• EXERCISE: Spot each line in the data below containing "value" and copy it.

—————

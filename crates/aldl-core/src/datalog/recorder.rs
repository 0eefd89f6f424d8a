//! Session recorder
//!
//! Buffers samples while logging is active.

use chrono::{DateTime, Duration, Utc};
use std::io;
use std::path::{Path, PathBuf};
use std::sync::Arc;
use tracing::{debug, info};

use super::format::{export_file_name, to_csv, write_csv};
use crate::decode::TelemetrySample;

/// Session logger state
#[derive(Debug, Default)]
pub struct SessionLogger {
    /// Recorded samples, oldest first
    buffer: Vec<Arc<TelemetrySample>>,
    /// Whether logging is active
    is_recording: bool,
}

impl SessionLogger {
    /// Create an idle logger
    pub fn new() -> Self {
        Self::default()
    }

    /// Start recording. Clears anything recorded before.
    pub fn start(&mut self) {
        self.buffer.clear();
        self.is_recording = true;
        info!("session logging started");
    }

    /// Stop recording. The buffer stays available for export.
    pub fn stop(&mut self) {
        self.is_recording = false;
        info!(samples = self.buffer.len(), "session logging stopped");
    }

    /// Check if recording is active
    pub fn is_recording(&self) -> bool {
        self.is_recording
    }

    /// Record a sample. Ignored unless recording.
    pub fn record(&mut self, sample: impl Into<Arc<TelemetrySample>>) {
        if !self.is_recording {
            return;
        }
        self.buffer.push(sample.into());
    }

    /// Number of recorded samples
    pub fn len(&self) -> usize {
        self.buffer.len()
    }

    /// Whether nothing has been recorded
    pub fn is_empty(&self) -> bool {
        self.buffer.is_empty()
    }

    /// Recorded samples, oldest first
    pub fn samples(&self) -> impl Iterator<Item = &TelemetrySample> {
        self.buffer.iter().map(|s| s.as_ref())
    }

    /// Drop all recorded samples
    pub fn clear(&mut self) {
        self.buffer.clear();
    }

    /// Time between the first and last recorded sample
    pub fn duration(&self) -> Duration {
        match (self.buffer.first(), self.buffer.last()) {
            (Some(first), Some(last)) => last.timestamp - first.timestamp,
            _ => Duration::zero(),
        }
    }

    /// CSV rendering of the buffer, `None` when empty
    pub fn export(&self) -> Option<String> {
        to_csv(self.buffer.iter().map(|s| s.as_ref()))
    }

    /// Write the buffer to `dir` as `aldl_log_<millis>.csv`.
    ///
    /// Returns the path written, or `None` when the buffer is empty.
    pub fn export_to_dir(&self, dir: &Path, now: DateTime<Utc>) -> io::Result<Option<PathBuf>> {
        let Some(text) = self.export() else {
            debug!("export skipped: log is empty");
            return Ok(None);
        };
        let path = dir.join(export_file_name(now));
        write_csv(&path, &text)?;
        info!(
            path = %path.display(),
            samples = self.buffer.len(),
            duration_ms = self.duration().num_milliseconds(),
            "session log exported"
        );
        Ok(Some(path))
    }

    /// Stop, export to `dir`, then clear: the logging toggle's off path
    pub fn finish(&mut self, dir: &Path, now: DateTime<Utc>) -> io::Result<Option<PathBuf>> {
        self.stop();
        let written = self.export_to_dir(dir, now)?;
        self.clear();
        Ok(written)
    }
}

#[cfg(test)]
mod tests {
    use super::*;

    fn sample() -> TelemetrySample {
        TelemetrySample::empty(Utc::now())
    }

    #[test]
    fn test_logger_basic() {
        let mut logger = SessionLogger::new();
        assert!(!logger.is_recording());

        logger.record(sample());
        assert!(logger.is_empty());

        logger.start();
        assert!(logger.is_recording());
        logger.record(sample());
        assert_eq!(logger.len(), 1);

        logger.stop();
        assert!(!logger.is_recording());
        logger.record(sample());
        assert_eq!(logger.len(), 1);
    }

    #[test]
    fn test_restart_clears_buffer() {
        let mut logger = SessionLogger::new();
        logger.start();
        logger.record(sample());
        logger.record(sample());
        logger.stop();
        assert_eq!(logger.len(), 2);

        logger.start();
        assert!(logger.is_empty());
    }

    #[test]
    fn test_duration_spans_first_to_last() {
        let mut logger = SessionLogger::new();
        assert_eq!(logger.duration(), Duration::zero());

        let t0 = Utc::now();
        logger.start();
        logger.record(TelemetrySample::empty(t0));
        logger.record(TelemetrySample::empty(t0 + Duration::milliseconds(120)));
        logger.record(TelemetrySample::empty(t0 + Duration::milliseconds(240)));
        assert_eq!(logger.duration(), Duration::milliseconds(240));
    }

    #[test]
    fn test_empty_export_is_noop() {
        let dir = tempfile::tempdir().unwrap();
        let logger = SessionLogger::new();
        assert!(logger.export().is_none());
        assert!(logger.export_to_dir(dir.path(), Utc::now()).unwrap().is_none());
        assert_eq!(std::fs::read_dir(dir.path()).unwrap().count(), 0);
    }

    #[test]
    fn test_finish_exports_and_clears() {
        let dir = tempfile::tempdir().unwrap();
        let mut logger = SessionLogger::new();
        logger.start();
        logger.record(sample());

        let path = logger.finish(dir.path(), Utc::now()).unwrap().unwrap();
        assert!(path.exists());
        assert!(!logger.is_recording());
        assert!(logger.is_empty());
    }
}
//! Definition sources
//!
//! A source turns definition text into a [`Definition`]. ADX parsing lives
//! outside this crate; the JSON source below reads the crate's own
//! serialized form.

use std::path::Path;

use super::{Definition, DefinitionError};

/// Producer of definitions from text
pub trait DefinitionSource {
    /// Parse `text`. `display_name` is usually the file name the text came from.
    fn parse(&self, text: &str, display_name: &str) -> Result<Definition, DefinitionError>;
}

/// Reads definitions stored as JSON (the same shape the library persists)
///
/// A missing or blank `name` falls back to the file stem of `display_name`.
/// Definitions without gauge slots get one slot per parameter.
#[derive(Debug, Clone, Copy, Default)]
pub struct JsonDefinitionSource;

impl DefinitionSource for JsonDefinitionSource {
    fn parse(&self, text: &str, display_name: &str) -> Result<Definition, DefinitionError> {
        let mut value: serde_json::Value =
            serde_json::from_str(text).map_err(|e| DefinitionError::Parse {
                name: display_name.to_string(),
                message: e.to_string(),
            })?;

        let has_name = value
            .get("name")
            .and_then(|n| n.as_str())
            .is_some_and(|n| !n.trim().is_empty());
        if !has_name {
            if let Some(obj) = value.as_object_mut() {
                obj.insert("name".into(), fallback_name(display_name).into());
            }
        }

        let mut definition: Definition =
            serde_json::from_value(value).map_err(|e| DefinitionError::Parse {
                name: display_name.to_string(),
                message: e.to_string(),
            })?;

        if definition.gauges.is_empty() {
            definition.bind_default_gauges();
        }
        definition.validate()?;
        Ok(definition)
    }
}

fn fallback_name(display_name: &str) -> String {
    Path::new(display_name)
        .file_stem()
        .and_then(|s| s.to_str())
        .unwrap_or(display_name)
        .to_string()
}

#[cfg(test)]
mod tests {
    use super::*;

    #[test]
    fn test_parse_json_definition() {
        let text = r#"{
            "name": "1227747 Vortec",
            "baudRate": 8192,
            "requestCommand": [244, 87, 1, 0, 180],
            "parameters": [
                {"id": "rpm", "title": "Engine RPM", "units": "rpm", "packetOffset": 10, "scale": 25},
                {"id": "map", "title": "MAP", "units": "kPa", "packetOffset": 12, "byteCount": 2, "scale": 0.1}
            ]
        }"#;
        let def = JsonDefinitionSource.parse(text, "vortec.json").unwrap();
        assert_eq!(def.name, "1227747 Vortec");
        assert_eq!(def.parameters.len(), 2);
        assert_eq!(def.gauges.len(), 2);
        assert_eq!(def.parameter("rpm").unwrap().scale, 25.0);
    }

    #[test]
    fn test_name_falls_back_to_file_stem() {
        let def = JsonDefinitionSource
            .parse(r#"{"parameters": []}"#, "A033.json")
            .unwrap();
        assert_eq!(def.name, "A033");
    }

    #[test]
    fn test_parse_error_names_the_file() {
        let err = JsonDefinitionSource.parse("not json", "broken.json").unwrap_err();
        assert!(matches!(err, DefinitionError::Parse { ref name, .. } if name == "broken.json"));
    }

    #[test]
    fn test_contract_violations_are_rejected() {
        let text = r#"{"name": "dup", "parameters": [
            {"id": "a", "title": "A", "packetOffset": 0},
            {"id": "a", "title": "B", "packetOffset": 1}
        ]}"#;
        assert!(matches!(
            JsonDefinitionSource.parse(text, "dup.json"),
            Err(DefinitionError::DuplicateParameter(_))
        ));
    }
}
//! TCP bridge transport against a local listener

use aldl_core::definition::DEFAULT_REQUEST_COMMAND;
use aldl_core::protocol::{Connection, OpenOptions, TcpProvider, TransportError};
use pretty_assertions::assert_eq;
use std::io::{Read, Write};
use std::net::TcpListener;
use std::thread;
use std::time::Duration;

fn provider(addr: String) -> TcpProvider {
    TcpProvider {
        addr,
        read_timeout: Duration::from_millis(100),
        buf_len: 64,
    }
}

#[test]
fn test_exchange_over_tcp_bridge() {
    let listener = TcpListener::bind("127.0.0.1:0").unwrap();
    let addr = listener.local_addr().unwrap().to_string();

    let bridge = thread::spawn(move || {
        let (mut stream, _) = listener.accept().unwrap();
        let mut request = [0u8; 5];
        stream.read_exact(&mut request).unwrap();
        stream.write_all(&[0x20, 0x5A]).unwrap();
        // Second request goes unanswered
        stream.read_exact(&mut request).unwrap();
        // Hold the link open past the client's read timeout
        thread::sleep(Duration::from_millis(300));
        request
    });

    let mut conn = Connection::new();
    conn.open(&mut provider(addr), OpenOptions::default()).unwrap();

    assert_eq!(conn.exchange(&DEFAULT_REQUEST_COMMAND).unwrap(), vec![0x20, 0x5A]);
    // Read timeout yields an empty packet rather than blocking
    assert_eq!(conn.exchange(&DEFAULT_REQUEST_COMMAND).unwrap(), Vec::<u8>::new());

    assert_eq!(bridge.join().unwrap(), DEFAULT_REQUEST_COMMAND);
    conn.close();
}

#[test]
fn test_bridge_hangup_is_bus_error() {
    let listener = TcpListener::bind("127.0.0.1:0").unwrap();
    let addr = listener.local_addr().unwrap().to_string();

    let bridge = thread::spawn(move || {
        let (stream, _) = listener.accept().unwrap();
        drop(stream);
    });

    let mut conn = Connection::new();
    conn.open(&mut provider(addr), OpenOptions::default()).unwrap();
    bridge.join().unwrap();

    assert!(matches!(
        conn.exchange(&DEFAULT_REQUEST_COMMAND),
        Err(TransportError::BusError(_))
    ));
}

#[test]
fn test_refused_bridge_is_link_refused() {
    let listener = TcpListener::bind("127.0.0.1:0").unwrap();
    let addr = listener.local_addr().unwrap().to_string();
    drop(listener);

    let mut conn = Connection::new();
    assert!(matches!(
        conn.open(&mut provider(addr), OpenOptions::default()),
        Err(TransportError::LinkRefused(_))
    ));
    assert!(!conn.is_open());
}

—————

• OUTPUT BELOW:
        let mut value: serde_json::Value =
        let has_name = value
            if let Some(obj) = value.as_object_mut() {
            serde_json::from_value(value).map_err(|e| DefinitionError::Parse {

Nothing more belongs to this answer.